At Microsoft’s MIX conference today, the company Silverlight 3.0, a new version of its rich-media Web plug-in, that includes new multimedia capabilities that aim to it to parity with Adobe Flash, it can now run applications offline as well, as Adobe’a AIR can. Adobe will doubtlessly respond by improving both Flash and AIR, continuing its leapfrog race with Microsoft.
When Microsoft introduced Silverlight 2.0, it stripped out many of the advanced graphics capabilities found in Silverlight’s predecessor, the .NET Framework’s Windows Presentation Foundation (WPF).
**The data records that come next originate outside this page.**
#[cfg(test)]
mod tests {
    use super::*;

    use pretty_assertions::assert_eq;
    use rstest::*;

    #[rstest]
    fn test_parse_deletion() {
        let sig = Signature::from_record("chr1\t1000\t1200\tdel\tr1\tsrc=cigar").unwrap();
        assert_eq!(sig.chr, "chr1");
        assert_eq!(sig.variant_type(), VariantType::Deletion);
        assert_eq!(sig.size(), Some(200));
        assert_eq!(sig.source.as_deref(), Some("cigar"));
    }

    #[rstest]
    fn test_parse_insertion_from_span() {
        let sig = Signature::from_record("chr1\t500\t800\tins\tr1").unwrap();
        assert_eq!(sig.start, 500);
        assert_eq!(sig.end, 500);
        assert_eq!(sig.kind, VariantKind::Insertion { length: 300 });
    }

    #[rstest]
    fn test_parse_insertion_with_length() {
        let sig = Signature::from_record("chr1\t500\t500\tins\tr1\tlen=42").unwrap();
        assert_eq!(sig.kind, VariantKind::Insertion { length: 42 });
    }

    #[rstest]
    fn test_parse_translocation() {
        let sig =
            Signature::from_record("1\t5000\t5001\ttra\tr1\tmate=2:8000;dir=fwd;mate_dir=rev")
                .unwrap();
        assert_eq!(sig.start, 5000);
        assert_eq!(sig.end, 5000);
        assert_eq!(
            sig.kind,
            VariantKind::Translocation {
                mate: Breakend::new("2", 8000),
                orientation: Orientation::Forward,
                mate_orientation: Orientation::Reverse,
            }
        );
        assert_eq!(sig.partition_key().partner_chr.as_deref(), Some("2"));
    }

    #[rstest]
    fn test_parse_insertion_from() {
        let sig = Signature::from_record("chr2\t7000\t7000\tins_dup\tr9\torigin=chr5:100-600")
            .unwrap();
        assert_eq!(sig.size(), Some(500));
        assert_eq!(sig.partition_key().partner_chr.as_deref(), Some("chr5"));
    }

    #[rstest]
    #[case("chr1\t1200\t1000\tdel\tr1", MalformedSignature::InvertedInterval { start: 1200, end: 1000 })]
    #[case("chr1\t1000\t1000\tdel\tr1", MalformedSignature::EmptyInterval(1000))]
    #[case("chr1\t1000\tx\tdel\tr1", MalformedSignature::InvalidNumber { field: "end", value: "x".to_string() })]
    #[case("chr1\t1000\t1200\tfoo\tr1", MalformedSignature::UnknownType("foo".to_string()))]
    #[case("chr1\t1000\t1200\tdel", MalformedSignature::MissingField("read"))]
    #[case("chr1\t5000\t5000\ttra\tr1", MalformedSignature::MissingMate)]
    #[case("chr1\t5000\t5000\tins_dup\tr1", MalformedSignature::MissingOrigin)]
    #[case("chr1\t5000\t5000\tins\tr1", MalformedSignature::ZeroLength)]
    #[case("chr1\t5000\t6000\tdup\tr1\tcopies=0", MalformedSignature::ZeroCopies)]
    #[case("chr1\t5000\t6000\ttra\tr1\tmate=chr2:10", MalformedSignature::NotAPoint("translocation"))]
    #[case("chr1\t0\t100000\tdup\tr1\tcopies=50000", MalformedSignature::SizeOverflow { span: 100000, copies: 50000 })]
    fn test_malformed_records(#[case] line: &str, #[case] expected: MalformedSignature) {
        assert_eq!(Signature::from_record(line), Err(expected));
    }

    #[rstest]
    fn test_canonicalize_mirrors_translocation() {
        let mut sig = Signature::translocation("2", 8000, "1", 5000, "r1");
        if let VariantKind::Translocation {
            orientation,
            mate_orientation,
            ..
        } = &mut sig.kind
        {
            *orientation = Orientation::Forward;
            *mate_orientation = Orientation::Reverse;
        }

        let canonical = sig.canonicalize();
        assert_eq!(canonical.chr, "1");
        assert_eq!(canonical.start, 5000);
        assert_eq!(
            canonical.kind,
            VariantKind::Translocation {
                mate: Breakend::new("2", 8000),
                orientation: Orientation::Forward,
                mate_orientation: Orientation::Reverse,
            }
        );
    }

    #[rstest]
    fn test_canonicalize_keeps_ordered_translocation() {
        let sig = Signature::translocation("1", 5000, "2", 8000, "r1");
        assert_eq!(sig.clone().canonicalize(), sig);
    }

    #[rstest]
    fn test_tandem_duplication_size() {
        let sig = Signature::tandem_duplication("chr1", 100, 400, 2, "r1");
        assert_eq!(sig.size(), Some(600));

        let huge = VariantKind::TandemDuplication { copies: u32::MAX };
        assert_eq!(huge.size(0, 10), Some(u32::MAX));
    }

    #[rstest]
    fn test_variant_type_names() {
        for variant_type in VariantType::ALL {
            assert_eq!(
                variant_type.short_name().parse::<VariantType>().unwrap(),
                variant_type
            );
            assert_eq!(variant_type.label().parse::<VariantType>().unwrap(), variant_type);
        }
    }
}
Adobe responded by giving Flash Player custom effects and filters as well as GPU hardware acceleration in an attempt to differentiate its platform.
Microsoft must have been taking notes. Silverlight 3 uses hardware graphics acceleration and includes support for 3D effects. Those features can be used for viewing up high definition video or even to jazz up business applications. It also reaches outside of the browser, and is cross platform for Windows and Mac (Mono Moonlight, a Linux version, is progressing more slowly).
Let’s be realistic: Flash continues to dominate the Rich Internet Application space. However, Microsoft is now concentrating so much of its resources on Silverlight that there’s no way Adobe can regard it as anything other than a real threat to Flash’s pervasiveness. I say, let the two companies have at it. The Web applications that developers create using either platform will be more powerful and provide consumers with better, more useful, and more entertaining experiences.